Contract practices: Every business presents certain risks. But you can reduce those risks and help protect your assets by engaging in certain precautions. In addition to obtaining the right insurance, consider obtaining indemnification obligations from opposing parties and making sure they are adequately insured. You may even want the other side to add you to its insurance policy or provide a bond that guarantees a third party will step in and perform if the other side doesn’t. You may also be able to limit your liability in the contract by having the other party waive certain rights against you or even cap your total liability regardless of how you perform.
D&O protection: If you serve as a director or officer of a company, particularly a publicly traded company, you face considerable risk. Shareholders often sue directors and officers when things go bad with a company. Even if you have done nothing wrong, you can run up an enormous legal bill defending yourself. Make sure your company provides you with coverage under a directors and officers liability policy, get a copy of the policy and confirm that the insurance premium is paid.
There is plenty more depending on how much protection you need and how far you are willing to go. The universe of asset protection includes exotic devices like off-shore trusts. These trusts attempt to put your assets beyond the reach of creditors by placing your assets with a trustee in another country with laws that won’t recognize a judgment issued by a U.S court. If the creditor goes to the trouble of suing you in that foreign country, the trustees – to whom you have transferred assets – will move your assets to another country. The whole scenario is designed to frustrate and wear down your creditors so they abandon their claims or settle cheaply. But these trusts are expensive, elaborate and sometimes unsuccessful. Expert guidance is key.

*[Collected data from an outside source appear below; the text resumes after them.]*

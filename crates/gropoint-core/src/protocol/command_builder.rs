//! Command Builder
//!
//! Turns a command into its wire form and pushes it onto the bus.
//!
//! Wire form: `<address><body>!`. The address query `?!` is the single
//! exception and goes out without an address prefix.

use std::io;

use super::{Command, DiagnosticSink, Transport, COMMAND_TERMINATOR};

/// Builds and dispatches commands for one probe address
#[derive(Debug, Clone, Copy)]
pub struct CommandBuilder {
    address: char,
}

impl CommandBuilder {
    /// Builder for the probe at `address`
    pub fn new(address: char) -> Self {
        Self { address }
    }

    /// Address used as the command prefix
    pub fn address(&self) -> char {
        self.address
    }

    /// Wire form of a known command
    pub fn build(&self, command: Command) -> String {
        self.frame(command.is_addressed(), &command.body())
    }

    /// Wire form of an arbitrary command body, e.g. an extended `XR0`.
    ///
    /// Bodies starting with `?` are broadcast and get no address prefix.
    pub fn build_body(&self, body: &str) -> String {
        self.frame(!body.starts_with('?'), body)
    }

    fn frame(&self, addressed: bool, body: &str) -> String {
        let mut line = String::with_capacity(body.len() + 2);
        if addressed {
            line.push(self.address);
        }
        line.push_str(body);
        line.push(COMMAND_TERMINATOR);
        line
    }

    /// Transmit `command` and flush so the reply can be read straight away.
    ///
    /// Returns the line that went out.
    pub fn send<T: Transport + ?Sized>(
        &self,
        transport: &mut T,
        command: Command,
        diagnostics: Option<&mut (dyn DiagnosticSink + 'static)>,
    ) -> io::Result<String> {
        let line = self.build(command);

        tracing::debug!(command = %line, "send_command");
        if let Some(sink) = diagnostics {
            sink.write_line(&line);
        }

        transport.send_raw(line.as_bytes())?;
        transport.flush()?;

        Ok(line)
    }
}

There are also common sense measures that one should never overlook, like watching what you sign. One prominent developer had a habit of guarantying the loans of his proteges. When a severe recession hit, those guarantees came back to haunt him and wiped out much of his fortune.
Remember that good asset protection is customized to fit your particular circumstances. What works for one person won’t necessarily work for another. $250,000 in auto insurance may be enough for some, but it surely wasn’t enough for Hulk Hogan. If you want to protect your assets, consult with the right experts, develop sound strategies and then implement your plan.
Jack Garson is the founder and a principal of the law firm Garson Law LLC in Bethesda, MD, and is also the author of “How to Build a Business and Sell It for Millions.”